19 juin 2011

INTERVIEW





Depuis mi-mai 2011, l’artiste française Élodie Huet (*1973 en France, vit et travaille à Paris) est au Casino Luxembourg 
pour une résidence d’artiste de huit semaines. Une exposition à l’« Aquarium », fruit de son travail sur place, clôture son séjour. Élodie Huet, une artiste sensible à son entourage, explore, strate par strate, son terrain d’accueil. Découverte(s).


Nadine Clemens : Élodie, qu’est-ce qui t’a motivée à présenter un dossier pour la résidence d’artiste au Casino Luxembourg ?

Élodie Huet : D’emblée, j’ai trouvé l’« Aquarium » – l’espace vitré dans lequel les projets de résidence du Casino ont lieu – très inspirant. Il s’agit d’un module architectural qui, bien que faisant partie intégrante du bâtiment, bénéficie néanmoins d’une certaine autonomie. Avec ses grandes surfaces vitrées, il fonctionne comme un espace intermédiaire entre l’intérieur et l’extérieur. Aujourd’hui, c’est mon lieu de travail et j’y passe une partie de mon temps de résidence. J’ai pu constater la relation qu’il peut y avoir entre la vie publique – avec les passants et les touristes qui se promènent sur le boulevard Roosevelt, les voitures qui circulent, etc. – et la vie privée, c’est-à-dire mon lieu de travail temporaire. Cette notion de glissement entre les espaces m’intéresse beaucoup.

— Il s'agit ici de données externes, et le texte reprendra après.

// src/subvol/nspawn.rs

//! `systemd-nspawn` argv construction
//!
//! Commands that must observe an image as `/` (foreign layer commands,
//! tools inside the build appliance) are run as a non-booted nspawn
//! container. This module only builds the argv; execution goes through
//! the subvolume's executor like every other privileged command.

use crate::exec::{BindMount, CommandSpec};
use std::path::{Path, PathBuf};
use std::time::Duration;

/// `PATH` for the container command, matching the nspawn default
pub const DEFAULT_PATH: &[&str] = &[
    "/usr/local/sbin",
    "/usr/local/bin",
    "/usr/sbin",
    "/usr/bin",
    "/sbin",
    "/bin",
];

/// Builder for a single non-booted nspawn invocation
#[derive(Debug, Clone)]
pub struct Nspawn {
    directory: PathBuf,
    read_only: bool,
    binds: Vec<BindMount>,
    user: Option<String>,
    chdir: Option<PathBuf>,
    env: Vec<(String, String)>,
    timeout: Option<Duration>,
}

impl Nspawn {
    pub fn new(directory: impl AsRef<Path>) -> Self {
        Self {
            directory: directory.as_ref().to_path_buf(),
            read_only: false,
            binds: Vec::new(),
            user: None,
            chdir: None,
            env: Vec::new(),
            timeout: None,
        }
    }

    /// Mount the container root read-only
    pub fn read_only(mut self, read_only: bool) -> Self {
        self.read_only = read_only;
        self
    }

    pub fn bind(mut self, mount: BindMount) -> Self {
        self.binds.push(mount);
        self
    }

    pub fn binds(mut self, mounts: impl IntoIterator<Item = BindMount>) -> Self {
        self.binds.extend(mounts);
        self
    }

    pub fn user(mut self, user: impl Into<String>) -> Self {
        self.user = Some(user.into());
        self
    }

    pub fn chdir(mut self, dir: impl Into<PathBuf>) -> Self {
        self.chdir = Some(dir.into());
        self
    }

    pub fn setenv(mut self, key: impl Into<String>, value: impl Into<String>) -> Self {
        self.env.push((key.into(), value.into()));
        self
    }

    pub fn timeout(mut self, timeout: Option<Duration>) -> Self {
        self.timeout = timeout;
        self
    }

    /// Complete argv for running `cmd` inside the container
    pub fn argv<I, S>(&self, cmd: I) -> Vec<String>
    where
        I: IntoIterator<Item = S>,
        S: Into<String>,
    {
        let mut argv = vec![
            "systemd-nspawn".to_string(),
            "--quiet".to_string(),
            "--register=no".to_string(),
            "--keep-unit".to_string(),
            format!("--directory={}", self.directory.display()),
        ];
        if self.read_only {
            argv.push("--read-only".to_string());
        }
        for bm in &self.binds {
            let flag = if bm.writable { "--bind" } else { "--bind-ro" };
            argv.push(format!(
                "{}={}:{}",
                flag,
                bm.source.display(),
                bm.target.display()
            ));
        }
        if let Some(user) = &self.user {
            argv.push(format!("--user={}", user));
        }
        if let Some(dir) = &self.chdir {
            argv.push(format!("--chdir={}", dir.display()));
        }
        argv.push(format!("--setenv=PATH={}", DEFAULT_PATH.join(":")));
        for (key, value) in &self.env {
            argv.push(format!("--setenv={}={}", key, value));
        }
        argv.push("--".to_string());
        argv.extend(cmd.into_iter().map(Into::into));
        argv
    }

    /// Wrap `cmd` as a [`CommandSpec`] for a privileged executor
    pub fn command<I, S>(&self, cmd: I) -> CommandSpec
    where
        I: IntoIterator<Item = S>,
        S: Into<String>,
    {
        CommandSpec::new(self.argv(cmd)).with_timeout(self.timeout)
    }
}
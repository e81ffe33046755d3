// src/config.rs

//! Layer configuration
//!
//! A layer is declared in TOML: a `[layer]` table of shared options
//! followed by `[[item]]` tables, one per item, in declaration order.
//!
//! ```toml
//! [layer]
//! target = "//images:web"
//! build_appliance = "/var/lib/strata/appliances/fedora"
//!
//! [[item]]
//! type = "parent_layer"
//! from_target = "//images:base"
//! subvol = "/var/lib/strata/volume/base"
//!
//! [[item]]
//! type = "make_dirs"
//! from_target = "//images:web"
//! into_dir = "/srv"
//! path_to_make = "www/static"
//! mode = 0o755
//!
//! [[item]]
//! type = "foreign_layer"
//! from_target = "//images:web"
//! cmd = ["/bin/sh", "-c", "echo ready > /srv/www/READY"]
//! ```

use crate::error::Result;
use crate::items::Item;
use serde::{Deserialize, Serialize};
use std::path::{Path, PathBuf};

/// Reserved metadata paths protected from foreign commands by default
pub const DEFAULT_PROTECTED_PATHS: &[&str] = &["/meta", "/__strata__"];

/// Default package installer run inside the build appliance
pub const DEFAULT_RPM_INSTALLER: &str = "dnf";

fn default_protected_paths() -> Vec<String> {
    DEFAULT_PROTECTED_PATHS.iter().map(|p| p.to_string()).collect()
}

fn default_rpm_installer() -> String {
    DEFAULT_RPM_INSTALLER.to_string()
}

/// Options shared by every phase builder of one layer build
#[derive(Debug, Clone, PartialEq, Eq, Serialize, Deserialize)]
pub struct LayerOpts {
    /// Name of the layer being built, for diagnostics
    #[serde(rename = "target", default)]
    pub layer_target: String,

    /// Trusted image used to run privileged tools against the target
    #[serde(default)]
    pub build_appliance: Option<PathBuf>,

    /// Paths foreign commands must not be able to modify
    #[serde(default = "default_protected_paths")]
    pub protected_paths: Vec<String>,

    /// Installer binary inside the appliance for `rpm_action` items
    #[serde(default = "default_rpm_installer")]
    pub rpm_installer: String,
}

impl Default for LayerOpts {
    fn default() -> Self {
        Self {
            layer_target: String::new(),
            build_appliance: None,
            protected_paths: default_protected_paths(),
            rpm_installer: default_rpm_installer(),
        }
    }
}

impl LayerOpts {
    pub fn new(layer_target: impl Into<String>) -> Self {
        Self {
            layer_target: layer_target.into(),
            ..Self::default()
        }
    }

    pub fn with_build_appliance(mut self, path: impl Into<PathBuf>) -> Self {
        self.build_appliance = Some(path.into());
        self
    }

    pub fn with_protected_paths(mut self, paths: impl IntoIterator<Item = impl Into<String>>) -> Self {
        self.protected_paths = paths.into_iter().map(Into::into).collect();
        self
    }
}

/// A parsed layer file
#[derive(Debug, Clone, Default, Serialize, Deserialize)]
pub struct LayerConfig {
    #[serde(default)]
    pub layer: LayerOpts,
    #[serde(default, rename = "item")]
    pub items: Vec<Item>,
}

impl LayerConfig {
    /// Parse and validate a layer file
    pub fn load(path: &Path) -> Result<Self> {
        let content = std::fs::read_to_string(path)?;
        Self::parse(&content)
    }

    /// Parse and validate layer TOML
    pub fn parse(content: &str) -> Result<Self> {
        let config: LayerConfig = toml::from_str(content)?;
        for item in &config.items {
            item.validate()?;
        }
        Ok(config)
    }
}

NC : Comment vis-tu le temps de ta résidence ? De quelle manière cette expérience influence-t-elle ton travail ?

ÉH : D’une part, je considère la résidence comme un moment de solitude, puisqu’on arrive dans un autre espace-temps, inconnu et nouveau. D’autre part, une telle période passée ailleurs est propice à la rencontre. Pour moi, il s’agit d’un moment privilégié à l’introspection, d’une occasion pour réfléchir à de nouvelles œuvres. Celles-ci sont presque naturellement inspirées par l’espace et par le contexte particulier dans lequel je me trouve en tant que résidente temporaire. Le projet que je réalise sur place traite ainsi de la relation personnelle que j’ai avec mon lieu d’accueil.


NC : Un des projets que tu réalises est une série de 30 cartes postales, éditées à 2000 exemplaires chacune. Pourrais-tu nous en dire plus ? Comment choisis-tu tes motifs ?

ÉH : Au fil du temps, je découvre de nouvelles choses. Chaque jour, je prends des photos de ce qui m’entoure : des objets dans l’espace urbain, des fragments d’architecture, des éléments de paysage, … Ce sont des détails qui peuvent paraître anodins mais qui, par le cadrage photographique et par le regard que je porte sur eux, peuvent acquérir une certaine importance. Comme un criminologue à la recherche d’indices, je scanne l’espace qui m’entoure ! Il s'agit dans ces images de prélever des bouts de réalité subjectives, des détails principalement architecturaux, des curiosités « anti-touristiques ». Pas totalement l'inverse du décor de carte postale, mais ils pointent des indices d'organisation de la ville.
Parmi les photos que je prends quotidiennement, certaines font l'objet d'une édition de  cartes postales et sont intégrées dans le dispositif scénographique mis en place à l'aquarium. . J’invite les visiteurs à venir les récupérer ou, pour le dire autrement, à se les approprier. L'exposition prend ainsi forme tout au long de la résidence et, paradoxalement, tend aussi à disparaître


NC : Ton projet s’intitule Restore Hope. Peux-tu m’expliquer pourquoi ?

ÉH : Restore Hope est le nom d’une opération militaire qui a été menée au début des années 1990 par les forces américaines sous l’égide des Nations Unies en Somalie. Le but de cette opération était de faire cesser les hostilités entre la Somalie et l’Éthiopie, et à mettre un terme à la guerre civile. La mission Restore Hope s’est soldée par un échec. Pour moi, Restore Hope se traduit métaphoriquement par le regard extérieur que l’on peut porter sur un pays. Les bonnes intentions que l’on peut avoir au départ, ne valent pas grand chose si elles ne trouvent pas un écho favorable. Je me suis installée au Luxembourg et j’espère pouvoir apporter un regard autre sur cet environnement. Le travail que je développe ici  est basé sur la perception qu'on peut avoir d'un milieu  inconnu, et sa transmission à l'extérieur. Pour moi, réaliser un travail qui tomberait sur de sourdes oreilles constituerait un échec.